- Location of Te Atatū within Auckland
- Region: Auckland

Current constituency
- Current MP: Phil Twyford
- Party: Labour
- List MP: Simon Court (ACT)

= Te Atatū (electorate) =

Te Atatū (before 2008 spelled Te Atatu, without a macron) is a parliamentary electorate, returning one Member of Parliament to the New Zealand House of Representatives. The current MP for Te Atatū is Phil Twyford of the Labour Party.

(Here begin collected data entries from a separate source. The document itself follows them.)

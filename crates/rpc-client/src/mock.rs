//! In-memory [`RpcClient`] and [`TransactionBlockBuilder`] for tests.
//!
//! Mirrors the role of `testing-tools`' mock handles in the teacher repo
//! (`MockOrderPoolHandle`, `MockValidator`): a hand-scripted backend that
//! lets a test assert on exactly what the core submitted, without any
//! network.

use std::{
    collections::{HashMap, VecDeque},
    time::Duration
};

use parking_lot::Mutex;
use pool_types::{ObjectId, ObjectReference, Owner, TxEffects};

use crate::{
    client::{ObjectOwnerInfo, ObjectPage, RequestType, RpcClient, SignAndExecuteRequest},
    error::RpcError,
    txb::{TransactionBlockBuilder, TxInput}
};

#[derive(Default)]
struct MockState {
    /// Queued pages per owner address, popped front-to-back by successive
    /// `list_owned_objects` calls.
    pages:           HashMap<String, VecDeque<ObjectPage>>,
    owners:          HashMap<ObjectId, Owner>,
    dry_run_script:  VecDeque<Result<TxEffects, RpcError>>,
    execute_script:  VecDeque<Result<TxEffects, RpcError>>,
    /// Every `tx_bytes` passed to `sign_and_execute_transaction`, in order,
    /// for tests to inspect gas payment overlap.
    submitted:       Vec<SignAndExecuteRequest>,
    /// Artificial latency before `sign_and_execute_transaction` resolves,
    /// for tests that need to hold a worker busy long enough to observe
    /// another caller's acquisition timeout.
    execute_delay:   Option<Duration>
}

/// A scripted, in-memory stand-in for a real blockchain RPC endpoint.
///
/// Pages, dry-run outcomes and execution outcomes are all queued ahead of
/// time with [`MockRpcClient::push_page`] / [`push_dry_run_result`] /
/// [`push_execute_result`]; once a queue is empty, calls default to a
/// single terminal empty page, or to a bare successful [`TxEffects`].
pub struct MockRpcClient {
    state: Mutex<MockState>
}

impl Default for MockRpcClient {
    fn default() -> Self {
        Self { state: Mutex::new(MockState::default()) }
    }
}

impl MockRpcClient {
    pub fn new() -> Self {
        Self::default()
    }

    /// Queues one page of `listOwnedObjects` results for `owner`.
    pub fn push_page(&self, owner: impl Into<String>, page: ObjectPage) {
        self.state.lock().pages.entry(owner.into()).or_default().push_back(page);
    }

    /// Convenience: enqueues every object in `objects` (and their owner
    /// records) as a single terminal page for `owner`.
    pub fn seed_objects(&self, owner: impl Into<String>, objects: Vec<pool_types::PoolObject>) {
        let owner = owner.into();
        let mut state = self.state.lock();
        for obj in &objects {
            state.owners.insert(obj.object_id.clone(), Owner::address(owner.clone()));
        }
        let data = objects
            .into_iter()
            .map(|obj| crate::client::ListedObject {
                object_id: obj.object_id.clone(),
                data:      Some(crate::client::ListedObjectData {
                    digest:     obj.digest,
                    version:    obj.version,
                    type_:      obj.type_,
                    owner_info: Owner::address(owner.clone())
                })
            })
            .collect();
        state
            .pages
            .entry(owner)
            .or_default()
            .push_back(ObjectPage { data, next_cursor: None, has_next_page: false });
    }

    /// Registers an object id whose backend payload is missing object data,
    /// forcing a `BackendObjectError` out of the next page that contains it.
    pub fn seed_error_cell(&self, owner: impl Into<String>, object_id: impl Into<ObjectId>) {
        let mut state = self.state.lock();
        state
            .pages
            .entry(owner.into())
            .or_default()
            .push_back(ObjectPage {
                data: vec![crate::client::ListedObject { object_id: object_id.into(), data: None }],
                next_cursor: None,
                has_next_page: false
            });
    }

    pub fn set_owner(&self, object_id: impl Into<ObjectId>, owner: Owner) {
        self.state.lock().owners.insert(object_id.into(), owner);
    }

    pub fn push_dry_run_result(&self, result: Result<TxEffects, RpcError>) {
        self.state.lock().dry_run_script.push_back(result);
    }

    pub fn push_execute_result(&self, result: Result<TxEffects, RpcError>) {
        self.state.lock().execute_script.push_back(result);
    }

    pub fn submitted(&self) -> Vec<SignAndExecuteRequest> {
        self.state.lock().submitted.clone()
    }

    /// Makes every subsequent `sign_and_execute_transaction` call sleep for
    /// `delay` before resolving.
    pub fn set_execute_delay(&self, delay: Duration) {
        self.state.lock().execute_delay = Some(delay);
    }
}

#[async_trait::async_trait]
impl RpcClient for MockRpcClient {
    async fn list_owned_objects(
        &self,
        owner: &str,
        _cursor: Option<String>,
        _page_size: Option<u32>
    ) -> Result<ObjectPage, RpcError> {
        let mut state = self.state.lock();
        let page = state
            .pages
            .get_mut(owner)
            .and_then(|q| q.pop_front())
            .unwrap_or_default();
        Ok(page)
    }

    async fn get_object_owner(&self, object_id: &str) -> Result<ObjectOwnerInfo, RpcError> {
        let state = self.state.lock();
        state
            .owners
            .get(object_id)
            .cloned()
            .map(|owner| ObjectOwnerInfo { owner })
            .ok_or_else(|| RpcError::ObjectNotFound(object_id.to_string()))
    }

    async fn dry_run_transaction(&self, _tx_bytes: &[u8]) -> Result<TxEffects, RpcError> {
        let mut state = self.state.lock();
        state.dry_run_script.pop_front().unwrap_or_else(|| {
            let mut effects = TxEffects::default();
            effects.status = Some(pool_types::TxStatus::Success);
            Ok(effects)
        })
    }

    async fn sign_and_execute_transaction(
        &self,
        request: SignAndExecuteRequest
    ) -> Result<TxEffects, RpcError> {
        let delay = self.state.lock().execute_delay;
        if let Some(delay) = delay {
            tokio::time::sleep(delay).await;
        }
        let mut state = self.state.lock();
        state.submitted.push(request);
        state.execute_script.pop_front().unwrap_or_else(|| {
            let mut effects = TxEffects::default();
            effects.status = Some(pool_types::TxStatus::Success);
            Ok(effects)
        })
    }
}

/// A [`TransactionBlockBuilder`] whose inputs and serialized bytes are set
/// up front by the test; `build` never touches the RPC client.
#[derive(Debug, Clone, Default)]
pub struct MockTxBuilder {
    pub sender:      Option<String>,
    pub gas_payment: Vec<ObjectReference>,
    pub inputs:      Vec<TxInput>,
    pub bytes:       Vec<u8>
}

impl MockTxBuilder {
    pub fn new(inputs: Vec<TxInput>) -> Self {
        Self { inputs, bytes: b"mock-tx".to_vec(), ..Default::default() }
    }
}

#[async_trait::async_trait]
impl TransactionBlockBuilder for MockTxBuilder {
    fn set_sender(&mut self, sender: &str) {
        self.sender = Some(sender.to_string());
    }

    fn set_gas_payment(&mut self, coins: Vec<ObjectReference>) {
        self.gas_payment = coins;
    }

    fn inputs(&self) -> Vec<TxInput> {
        self.inputs.clone()
    }

    async fn build(&self, _rpc: &(dyn RpcClient + 'static)) -> Result<Vec<u8>, RpcError> {
        Ok(self.bytes.clone())
    }
}

/// Helper constructing a [`RequestType::WaitForEffectsCert`] request; most
/// tests don't care which visibility mode was asked for.
pub fn default_request_type() -> RequestType {
    RequestType::WaitForEffectsCert
}
use std::sync::Arc;

use owned_pool::Signer;
use pool_types::TxEffects;
use rpc_client::{RpcClient, TransactionBlockBuilder};
use tokio::sync::{mpsc, oneshot};

use crate::{error::ExecutorError, service::{ExecuteOptions, ExecutorService}};

enum Command {
    Execute {
        tx:         Box<dyn TransactionBlockBuilder>,
        options:    ExecuteOptions,
        respond_to: oneshot::Sender<Result<TxEffects, ExecutorError>>
    }
}

/// A cheaply-`Clone`able, channel-backed façade in front of an
/// [`ExecutorService`].
///
/// Mirrors the teacher's `ValidationClient`/`EthHandle` pattern: the
/// service itself runs as a background task owning the only reference to
/// the main pool and worker list, and callers send it work over an
/// unbounded channel rather than sharing the service directly. This is a
/// concurrency-ergonomics addition on top of §4.4, not new functionality —
/// [`ExecutorService::execute`] remains directly callable without going
/// through a handle at all, and every `execute` it dispatches still runs
/// concurrently on the service's own task set, since this handle spawns
/// each command rather than awaiting it inline.
#[derive(Clone, Debug)]
pub struct ExecutorHandle {
    tx: mpsc::UnboundedSender<Command>
}

impl ExecutorHandle {
    /// Spawns `service` onto the current tokio runtime and returns a handle
    /// to it. The service is dropped once every clone of the returned
    /// handle and every in-flight `execute` future have been dropped.
    pub fn spawn<S, R>(service: ExecutorService<S, R>) -> Self
    where
        S: Signer + Clone + Send + Sync + 'static,
        R: RpcClient + 'static
    {
        let (tx, rx) = mpsc::unbounded_channel();
        let service = Arc::new(service);
        tokio::spawn(run(service, rx));
        Self { tx }
    }

    /// Dispatches one transaction through the backing service, awaiting
    /// its result. Each call runs as its own spawned task on the service
    /// side, so many callers can have an `execute` in flight at once, each
    /// landing on whatever worker becomes available to it (§5: no
    /// cross-pool ordering).
    pub async fn execute(&self, tx: Box<dyn TransactionBlockBuilder>, options: ExecuteOptions) -> Result<TxEffects, ExecutorError> {
        let (respond_to, rx) = oneshot::channel();
        self.tx
            .send(Command::Execute { tx, options, respond_to })
            .map_err(|_| ExecutorError::ServiceUnavailable)?;
        rx.await.map_err(|_| ExecutorError::ServiceUnavailable)?
    }
}

async fn run<S, R>(service: Arc<ExecutorService<S, R>>, mut rx: mpsc::UnboundedReceiver<Command>)
where
    S: Signer + Clone + Send + Sync + 'static,
    R: RpcClient + 'static
{
    while let Some(command) = rx.recv().await {
        match command {
            Command::Execute { mut tx, options, respond_to } => {
                let service = service.clone();
                tokio::spawn(async move {
                    let result = service.execute(tx.as_mut(), options).await;
                    let _ = respond_to.send(result);
                });
            }
        }
    }
}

The electorate will be abolished ahead of the 2026 general election.

==Population centres==
The 1977 electoral redistribution was the most overtly political since the Representation Commission had been established through an amendment to the Representation Act in 1886, initiated by Muldoon's National Government. As part of the 1976 census, a large number of people failed to fill in an electoral re-registration card, and census staff had not been given the authority to insist on the card being completed. This had little practical effect for people on the general roll, but it transferred Māori to the general roll if the card was not handed in. Together with a northward shift of New Zealand's population, this resulted in five new electorates having to be created in the upper part of the North Island. The electoral redistribution was very disruptive, and 22 electorates were abolished, while 27 electorates were newly created (including Te Atatu) or re-established. These changes came into effect for the .

Te Atatū comprises the suburbs of West Auckland on the western side of the Whau River in Auckland. The main parts of the seat are the suburbs of Glendene, Te Atatū Peninsula, Te Atatū South, Lincoln and Massey. Boundary changes in the leadup to the 2008 election have seen the northern boundary edge northwards to include Massey East, with a small southern block transferred to the neighbouring Waitakere seat.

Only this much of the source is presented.